Compared to that, this is actually not too bad. It follows three steps:
- Run the Ruby Installer
- Install the Ruby DevKit
- Make sure everything is in your
$PATH
Ruby Installer
Pretty straightforward, really. Run it. Let it install. Make sure to check all
the boxes you see, including adding it to your $PATH
. Restart any shell
sessions, and make sure irb
launches the Ruby REPL. Good? Good.
NOTE: I’d also recommend installing pry
, as it’s an overall nicer
interactive Ruby shell.
Ruby DevKit
Look… the DevKit is necessary. It’s just a small MinGW bundle that can
hook into RubyGems, and then you can build most C extensions as much as you
want. Some of them might not work, especially if they rely on Kernel#fork
, but
that’s OK. It’s okay! You will be OKAY! You’re not deploying web apps on a
Windows Server environment, you’re just making changes and doing work and stuff.
Easy as that.
RubyGems
You should now be able to gem install
to your heart’s content. Unless, that
is, you run into a stupid SSL error. If you’re having that issue, it usually
means your version of RubyGems is out of date. Unfortunately, you can’t update
it, because it self-updates! Fortunately, RubyGems is still accessible without
SSL, so if we temporarily change the source, we should be able to update just
fine.
$ gem sources -r https://rubygems.org/
$ gem sources -a http://rubygems.org/
$ gem update --system
$ gem sources -r http://rubygems.org/
$ gem sources -a https://rubygems.org/
If that doesn’t work, we have a much stranger problem. Take a look at the this gist to try and salvage things.

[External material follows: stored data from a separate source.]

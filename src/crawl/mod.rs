// src/crawl/mod.rs
// =============================================================================
// This module handles website crawling.
//
// Submodules:
// - validate: decides whether a single href is worth following
// - filter: turns a page's hrefs into new absolute URLs to visit
// - engine: the breadth-first crawl that builds the sitemap
//
// Features:
// - Breadth-first crawling starting from the homepage
// - Same-domain restriction (never leaves the homepage's host)
// - Every page fetched at most once, even when linked from many places
// - Optional bounded pool of concurrent fetches
// =============================================================================

mod engine;
mod filter;
mod validate;

pub use engine::{CrawlEngine, CrawlEvent, CrawlOptions};
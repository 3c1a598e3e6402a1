// src/crawl/validate.rs
// =============================================================================
// This module decides whether a discovered reference is worth crawling.
//
// A link is eligible when it:
// - is not empty and not a bare "/"
// - does not look like an email/contact link
// - is not a locale-prefixed path (/en/, /en-de/), which would just
//   re-crawl the whole site once per language
// - does not point back at the homepage itself
// - stays on the homepage's host
//
// The rules are checked in that order and the first match wins.
// =============================================================================

use regex::Regex;
use std::sync::LazyLock;
use url::Url;

// Leading two-letter path segment, optionally with a region suffix
static LOCALE_PREFIX: LazyLock<Regex> =
    LazyLock::new(|| Regex::new(r"^/[a-z]{2}(-[a-z]{2})?/").unwrap());

// Checks whether `candidate` (as found in an href) should be crawled
//
// Parameters:
//   domain: the homepage URL the crawl started from
//   candidate: the raw href value
//
// Returns: true if the link is same-domain, non-circular and not junk
//
// Example:
//   is_eligible("http://example.com", "/about/")            -> true
//   is_eligible("http://example.com", "http://other.com/x") -> false
pub fn is_eligible(domain: &str, candidate: &str) -> bool {
    if candidate.chars().count() <= 1 {
        return false;
    }

    if candidate.contains("email") {
        return false;
    }

    if LOCALE_PREFIX.is_match(candidate) {
        return false;
    }

    // Circular link back to the homepage
    if candidate.trim_matches('/') == domain.trim_matches('/') {
        return false;
    }

    // Root-relative path; "//host/..." is protocol-relative and checked below
    if candidate.starts_with('/') && !candidate.starts_with("//") {
        return true;
    }

    same_host(domain, candidate)
}

// Compares the host (and port) of an absolute candidate with the domain's
//
// A candidate that fails to parse, or has no host, never matches.
fn same_host(domain: &str, candidate: &str) -> bool {
    let base = match Url::parse(domain) {
        Ok(url) => url,
        Err(_) => return false,
    };

    let target = if candidate.starts_with("//") {
        base.join(candidate)
    } else {
        Url::parse(candidate)
    };

    match target {
        Ok(target) => {
            target.host_str().is_some()
                && target.host_str() == base.host_str()
                && target.port_or_known_default() == base.port_or_known_default()
        }
        Err(_) => false,
    }
}

// -----------------------------------------------------------------------------
// NOTES:
//
// 1. Why LazyLock?
//    - Compiling a regex is comparatively expensive
//    - LazyLock compiles it once, the first time it is used
//    - Every later call reuses the same compiled pattern
//
// 2. Why compare the port too?
//    - http://example.com:8080 and http://example.com are different servers
//    - port_or_known_default() makes http://example.com and
//      http://example.com:80 compare equal
//
// 3. Why is "email" a substring check?
//    - It is a heuristic: it drops mailto-style links and "email us" pages
//    - It will also drop a legitimate /newsletter-email-archive/ page
// -----------------------------------------------------------------------------
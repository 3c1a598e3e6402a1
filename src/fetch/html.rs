// src/fetch/html.rs
// =============================================================================
// This module extracts the references a sitemap cares about from HTML.
//
// We use the `scraper` crate which:
// - Parses HTML into a DOM (Document Object Model)
// - Supports CSS selectors for finding elements
// - Is built on html5ever (Mozilla's HTML parser)
//
// Values are returned exactly as written in the page. Resolving and
// filtering them is the crawler's job, not ours.
// =============================================================================

use scraper::{ElementRef, Html, Selector};

use super::PageData;

// Extracts links, stylesheets and images from an HTML document
//
// Parameters:
//   html: the HTML content to parse
//
// Returns: PageData with
//   links:  every non-empty <a href>
//   css:    every non-empty <link href> whose rel is exactly "stylesheet"
//   images: every non-empty <img src>
//
// Example:
//   html = "<a href='/docs'>Docs</a><img src='logo.png'>"
//   result = PageData { links: [Some("/docs")], css: [], images: ["logo.png"] }
pub fn extract_page_data(html: &str) -> PageData {
    let document = Html::parse_document(html);

    // These selectors are constants and known to be valid
    let anchor = Selector::parse("a[href]").unwrap();
    let link = Selector::parse("link[href]").unwrap();
    let image = Selector::parse("img[src]").unwrap();

    let links = document
        .select(&anchor)
        .filter_map(|element| non_empty_attr(element, "href"))
        .map(Some)
        .collect();

    let css = document
        .select(&link)
        .filter(|element| element.value().attr("rel") == Some("stylesheet"))
        .filter_map(|element| non_empty_attr(element, "href"))
        .collect();

    let images = document
        .select(&image)
        .filter_map(|element| non_empty_attr(element, "src"))
        .collect();

    PageData { links, css, images }
}

fn non_empty_attr(element: ElementRef<'_>, name: &str) -> Option<String> {
    element
        .value()
        .attr(name)
        .filter(|value| !value.is_empty())
        .map(str::to_string)
}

This is a rather old issue, and should be fixed everywhere, but I’ll leave it here for reasons.
Adding Stuff to Your $PATH
The easiest way to do this is actually through the Control Panel, under User
Accounts (it’s on the left side called “Change my environment variables”),
because the Powershell commands are unnecessarily long and complex. It’s under
the User Settings in the Control Panel. Also make sure to add .RB;
to your
PATHEXT
variable, so you can run ruby files like ./test.rb
, and so ConEmu
will run ruby commands in their emulator instead of spawning a new and separate
window that you then have to pay attention to.
Look. It’s not perfect. It’ll never truly be perfect, but Linux and Mac aren’t perfect either. There’s just more resources and tools, because that’s what people use. You can use Windows though! Rails works, Sinatra works, base Ruby works. It all works… mostly.